Deborah M. Gordon (born December 30, 1955) is a biologist, appointed as a professor in the Department of Biology at Stanford University.

Major research 
Gordon studies ant colony behavior and ecology, with a particular focus on red harvester ants. She focuses on the developing behavior of colonies, even as individual ants change functions within their own lifetimes.

Gordon's fieldwork includes a long-term study of ant colonies in Arizona.
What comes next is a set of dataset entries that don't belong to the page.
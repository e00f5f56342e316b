use accounting_service::LedgerPolicy;
use database_layer::DatabaseConfig;
use logger_redacted::LoggerConfig;
use serde::{Deserialize, Serialize};

use crate::error::{ConfigError, Result};

/// HTTP listener settings
#[derive(Debug, Clone, Serialize, Deserialize)]
#[serde(default)]
pub struct ServerConfig {
    pub host: String,
    pub port: u16,
    /// Requests running longer than this are answered with 408
    pub request_timeout_secs: u64,
    /// Empty means any origin
    pub cors_allowed_origins: Vec<String>,
}

impl Default for ServerConfig {
    fn default() -> Self {
        Self {
            host: "0.0.0.0".to_string(),
            port: 8080,
            request_timeout_secs: 30,
            cors_allowed_origins: Vec::new(),
        }
    }
}

impl ServerConfig {
    pub fn bind_address(&self) -> String {
        format!("{}:{}", self.host, self.port)
    }
}

/// Everything a LexLedger process needs, grouped by concern
#[derive(Debug, Clone, Default, Serialize, Deserialize)]
#[serde(default)]
pub struct AppConfig {
    pub database: DatabaseConfig,
    pub ledger: LedgerPolicy,
    pub logging: LoggerConfig,
    pub server: ServerConfig,
}

impl AppConfig {
    /// Check cross-field constraints the individual sections cannot see
    pub fn validate(&self) -> Result<()> {
        let db = &self.database;
        if !(db.url.starts_with("postgres://") || db.url.starts_with("postgresql://")) {
            return Err(ConfigError::ValidationError(format!(
                "database.url must be a postgres:// URL, got '{}'",
                db.masked_url()
            )));
        }
        if db.max_connections == 0 {
            return Err(ConfigError::ValidationError(
                "database.max_connections must be at least 1".to_string(),
            ));
        }
        if db.min_connections > db.max_connections {
            return Err(ConfigError::ValidationError(format!(
                "database.min_connections ({}) exceeds max_connections ({})",
                db.min_connections, db.max_connections
            )));
        }

        self.ledger
            .validate()
            .map_err(|e| ConfigError::ValidationError(format!("ledger: {}", e)))?;

        if self.logging.log_level.trim().is_empty() {
            return Err(ConfigError::ValidationError(
                "logging.log_level must not be empty".to_string(),
            ));
        }

        if self.server.host.trim().is_empty() {
            return Err(ConfigError::ValidationError("server.host must not be empty".to_string()));
        }
        if self.server.request_timeout_secs == 0 {
            return Err(ConfigError::ValidationError(
                "server.request_timeout_secs must be at least 1".to_string(),
            ));
        }
        Ok(())
    }
}

#[cfg(test)]
mod tests {
    use super::*;

    #[test]
    fn defaults_are_valid() {
        AppConfig::default().validate().unwrap();
        assert_eq!(AppConfig::default().server.bind_address(), "0.0.0.0:8080");
    }

    #[test]
    fn rejects_non_postgres_url() {
        let mut config = AppConfig::default();
        config.database.url = "mysql://root:secret@db/ledger".to_string();
        let err = config.validate().unwrap_err().to_string();
        assert!(err.contains("postgres://"));
        assert!(!err.contains("secret"));
    }

    #[test]
    fn rejects_inverted_pool_bounds() {
        let mut config = AppConfig::default();
        config.database.min_connections = 20;
        config.database.max_connections = 5;
        assert!(matches!(config.validate(), Err(ConfigError::ValidationError(_))));
    }

    #[test]
    fn ledger_policy_errors_are_surfaced() {
        let mut config = AppConfig::default();
        config.ledger.conflict_retries = 0;
        let err = config.validate().unwrap_err().to_string();
        assert!(err.contains("ledger"));
    }

    #[test]
    fn partial_yaml_keeps_section_defaults() {
        let yaml = "server:\n  port: 9000\nledger:\n  default_currency: EGP\n";
        let config: AppConfig = serde_yaml::from_str(yaml).unwrap();
        assert_eq!(config.server.port, 9000);
        assert_eq!(config.server.host, "0.0.0.0");
        assert_eq!(config.ledger.default_currency, "EGP");
        assert_eq!(config.ledger.conflict_retries, 3);
        assert!(config.logging.redaction_enabled);
    }
}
She is the author of numerous articles and papers as well as the book Ants at Work for the general public, and she was profiled in The New York Times Magazine in 1999.

In 2012, she found that the foraging behavior of red harvester ants matches the TCP congestion control algorithm.

Education 
Gordon received a Ph.D. in zoology from Duke in 1983, an M.Sc. in Biology from Stanford in 1977 and a bachelor's degree from Oberlin College, where she majored in French.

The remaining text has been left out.